More specifically, I had code that did something like this:

  1. Start with a hash result of 0
  2. Convert the next base in the kmer to a 64-bit hash
  3. Shift that base hash a position dependent on the base location within the kmer
  4. XOR the shifted base hash with the current result
  5. If all the bases are processed, stop. Otherwise, return to step 2

And wanted it to do something like this:

  1. Start with the hash result of the previous kmer
  2. Shift that result one position
  3. Remove the value of the base that is no longer seen
  4. Add in the value of the new base

[see an explanation of the algorithm here]

This was changing an operation that worked on all bases within a kmer into an operation that only works on the first and last bases within a kmer. When the algorithm is running on hundreds of millions of locations within a chromosome, and the kmer size is moderately large (125bp in my test case), small changes like that can make a big difference in the run time of a program.

3. These changes frequently break the code

... and that's okay.

[git diff of the initial implementation of fast hashing, including additional debug output to show when the fast hash doesn't match the slow hash]

In this case, I encountered situations where my attempts at creating a fast hash led to broken code, in other words, code that didn't produce the correct output. The code above represents the state after I made a few tweaks and is technically correct (i.e. it produces the correct output), but it takes even longer than the initial implementation because it compares the fast hash process with the slow hash process, and uses the slow value if they differ. This was not ideal.

4. Fix and debug the code so that it works again

The point of this step is to return the code (or the thing) to a state that means it is once again usable. Ideally, a state that is better than the original state, but not necessarily the same as the goal. In my case, that meant working through the bugs enough that the initial forward repeat hashing was complete, and sufficiently fast (i.e. taking under a minute to complete), but the remaining code was still slow:

5. If the code still does what I want, or if I've had enough, stop. Otherwise, return to step 2

This is an iterative process. In the process of fixing things, I often encounter new bugs. I might discover that the speedup is not actually as fast as I had expected, so I need to hunt around for other solutions, like a fast hashmap library which does the even lower-level stuff a bit quicker. Eventually, after many iterations, I got to a stop point; I'd had enough.

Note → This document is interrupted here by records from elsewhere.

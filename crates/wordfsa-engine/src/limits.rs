//! Resource limits, engine options and cooperative cancellation.

use std::sync::Arc;
use std::sync::atomic::{AtomicBool, Ordering};

use wordfsa_core::DEFAULT_MAX_WORD_LENGTH;

/// Resource limits for a completion run.
#[derive(Clone, Copy, Debug, PartialEq, Eq)]
pub struct Limits {
    /// Longest word the engine will hold (default: 1,024).
    pub(crate) max_word_length: usize,
    /// Live equations allowed before completion stops (default: 250,000).
    pub(crate) max_equations: usize,
    /// Overlaps with a longer combined word are deferred (default: unlimited).
    pub(crate) max_overlap_length: usize,
    /// Work items per `expand_machine` call (default: 256).
    pub(crate) step_budget: u32,
}

impl Default for Limits {
    fn default() -> Self {
        Self {
            max_word_length: DEFAULT_MAX_WORD_LENGTH,
            max_equations: 250_000,
            max_overlap_length: usize::MAX,
            step_budget: 256,
        }
    }
}

impl Limits {
    /// Create new limits with defaults.
    pub fn new() -> Self {
        Self::default()
    }

    /// Set the word length bound.
    pub fn max_word_length(mut self, max: usize) -> Self {
        self.max_word_length = max;
        self
    }

    /// Set the live equation bound.
    pub fn max_equations(mut self, max: usize) -> Self {
        self.max_equations = max;
        self
    }

    /// Set the overlap length above which overlaps are deferred.
    pub fn max_overlap_length(mut self, max: usize) -> Self {
        self.max_overlap_length = max;
        self
    }

    /// Set the number of work items per step. Zero is treated as one.
    pub fn step_budget(mut self, budget: u32) -> Self {
        self.step_budget = budget.max(1);
        self
    }

    pub fn get_max_word_length(&self) -> usize {
        self.max_word_length
    }
    pub fn get_max_equations(&self) -> usize {
        self.max_equations
    }
    pub fn get_max_overlap_length(&self) -> usize {
        self.max_overlap_length
    }
    pub fn get_step_budget(&self) -> u32 {
        self.step_budget
    }
}

/// Storage for the children of trie nodes.
#[derive(Clone, Copy, Debug, Default, PartialEq, Eq)]
pub enum TableKind {
    /// One slot per generator.
    Dense,
    /// Sorted `(generator, child)` list.
    Sparse,
    /// Dense up to [`TableKind::AUTO_DENSE_LIMIT`] generators, sparse above.
    #[default]
    Auto,
}

impl TableKind {
    pub const AUTO_DENSE_LIMIT: usize = 16;

    /// Whether nodes over `generators` letters get dense tables.
    pub fn is_dense(self, generators: usize) -> bool {
        match self {
            TableKind::Dense => true,
            TableKind::Sparse => false,
            TableKind::Auto => generators <= Self::AUTO_DENSE_LIMIT,
        }
    }
}

/// Behavioural switches of the engine.
#[derive(Clone, Copy, Debug, PartialEq, Eq)]
pub struct EngineOptions {
    /// Track word differences (ignored for monoid presentations).
    pub(crate) track_differences: bool,
    /// Keep equations whose left-hand side gained a reducible suffix.
    pub(crate) keep_secondary: bool,
    pub(crate) transition_table: TableKind,
}

impl Default for EngineOptions {
    fn default() -> Self {
        Self {
            track_differences: true,
            keep_secondary: false,
            transition_table: TableKind::Auto,
        }
    }
}

impl EngineOptions {
    pub fn new() -> Self {
        Self::default()
    }

    pub fn track_differences(mut self, on: bool) -> Self {
        self.track_differences = on;
        self
    }

    pub fn keep_secondary(mut self, on: bool) -> Self {
        self.keep_secondary = on;
        self
    }

    pub fn transition_table(mut self, kind: TableKind) -> Self {
        self.transition_table = kind;
        self
    }

    pub fn get_track_differences(&self) -> bool {
        self.track_differences
    }
    pub fn get_keep_secondary(&self) -> bool {
        self.keep_secondary
    }
    pub fn get_transition_table(&self) -> TableKind {
        self.transition_table
    }
}

/// Shared flag polled between completion steps.
///
/// Clones share the flag, so a token handed to another thread can stop a
/// run in progress.
#[derive(Clone, Debug, Default)]
pub struct CancelToken(Arc<AtomicBool>);

impl CancelToken {
    pub fn new() -> Self {
        Self::default()
    }

    pub fn cancel(&self) {
        self.0.store(true, Ordering::Relaxed);
    }

    pub fn is_cancelled(&self) -> bool {
        self.0.load(Ordering::Relaxed)
    }
}
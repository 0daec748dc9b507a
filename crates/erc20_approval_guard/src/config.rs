use crate::error::GuardError;
use crate::registry::ProtocolRegistry;
use crate::risk::{RiskEngine, DEFAULT_UNLIMITED_THRESHOLD};
use crate::{err_custom_create, err_from};
use serde::Deserialize;
use std::collections::btree_map::BTreeMap as Map;
use std::path::Path;
use tokio::fs;
use web3::types::{Address, U256};

#[derive(Deserialize, Debug, Clone)]
pub struct Config {
    pub chain: Map<String, Chain>,
    #[serde(default)]
    pub classifier: ClassifierSettings,
    #[serde(default)]
    pub registry: RegistrySettings,
    pub provider: ProviderSettings,
}

#[derive(Deserialize, Debug, Clone)]
#[serde(rename_all = "kebab-case")]
pub struct Chain {
    pub chain_name: String,
    pub chain_id: u64,
    pub rpc_endpoints: Vec<String>,
    pub currency_symbol: String,
    ///gwei
    pub priority_fee: Option<f64>,
    ///gwei
    pub max_fee_per_gas: Option<f64>,
    ///address of the deployed batch-revoke contract, when a deployment
    ///prefers the on-chain batch path
    pub batch_revoke_contract: Option<Address>,
    #[serde(default = "default_confirmation_blocks")]
    pub confirmation_blocks: u64,
    pub block_explorer_url: Option<String>,
}

fn default_confirmation_blocks() -> u64 {
    1
}

#[derive(Deserialize, Debug, Clone)]
#[serde(rename_all = "kebab-case")]
pub struct ClassifierSettings {
    ///decimal string of base units above which an allowance counts as
    ///effectively unlimited
    #[serde(default = "default_unlimited_threshold")]
    pub unlimited_threshold: String,
}

fn default_unlimited_threshold() -> String {
    DEFAULT_UNLIMITED_THRESHOLD.to_string()
}

impl Default for ClassifierSettings {
    fn default() -> Self {
        ClassifierSettings {
            unlimited_threshold: default_unlimited_threshold(),
        }
    }
}

#[derive(Deserialize, Debug, Clone, Default)]
#[serde(rename_all = "kebab-case")]
pub struct RegistrySettings {
    ///extra address -> protocol name entries merged over the builtin table
    #[serde(default)]
    pub known_protocols: Map<String, String>,
}

#[derive(Deserialize, Debug, Clone)]
#[serde(rename_all = "kebab-case")]
pub struct ProviderSettings {
    pub base_url: String,
    ///chain slug the provider expects, i.e. "bsc"
    pub chain: String,
}

impl Config {
    pub fn load_from_str(str: &str) -> Result<Self, GuardError> {
        match toml::from_str(str) {
            Ok(config) => Ok(config),
            Err(e) => Err(err_custom_create!("Failed to parse toml {}: {}", str, e)),
        }
    }

    pub async fn load<P: AsRef<Path> + std::fmt::Display>(path: P) -> Result<Self, GuardError> {
        let contents = fs::read_to_string(&path).await.map_err(err_from!())?;
        match toml::from_str(&contents) {
            Ok(config) => Ok(config),
            Err(e) => Err(err_custom_create!("Failed to parse toml {}: {}", path, e)),
        }
    }

    pub fn get_chain(&self, chain_name: &str) -> Result<&Chain, GuardError> {
        self.chain
            .get(chain_name)
            .ok_or(err_custom_create!(
                "Chain {} not found in config file",
                chain_name
            ))
    }

    pub fn build_registry(&self) -> ProtocolRegistry {
        ProtocolRegistry::with_overrides(
            self.registry
                .known_protocols
                .iter()
                .map(|(addr, name)| (addr.as_str(), name.as_str())),
        )
    }

    pub fn build_risk_engine(&self) -> Result<RiskEngine, GuardError> {
        let threshold = U256::from_dec_str(&self.classifier.unlimited_threshold)
            .map_err(err_from!())?;
        Ok(RiskEngine::with_threshold(self.build_registry(), threshold))
    }
}
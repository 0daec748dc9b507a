pub mod fixtures;
mod mock_ledger;

pub use mock_ledger::MockTokenLedger;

There are more things that I can do with this code, but I'm happy with it... for now. I successfully reduced the processing time from "It'll be done when I get back from my break" to "It'll be done after I check a couple of emails".

Summary

This "painting" approach of iterative development, accepting temporary failure as a necessary part of the process of improvement, extends into many different areas of my life. As long as I can keep little pockets of success along the path to my goals, the setbacks along the way can be weathered.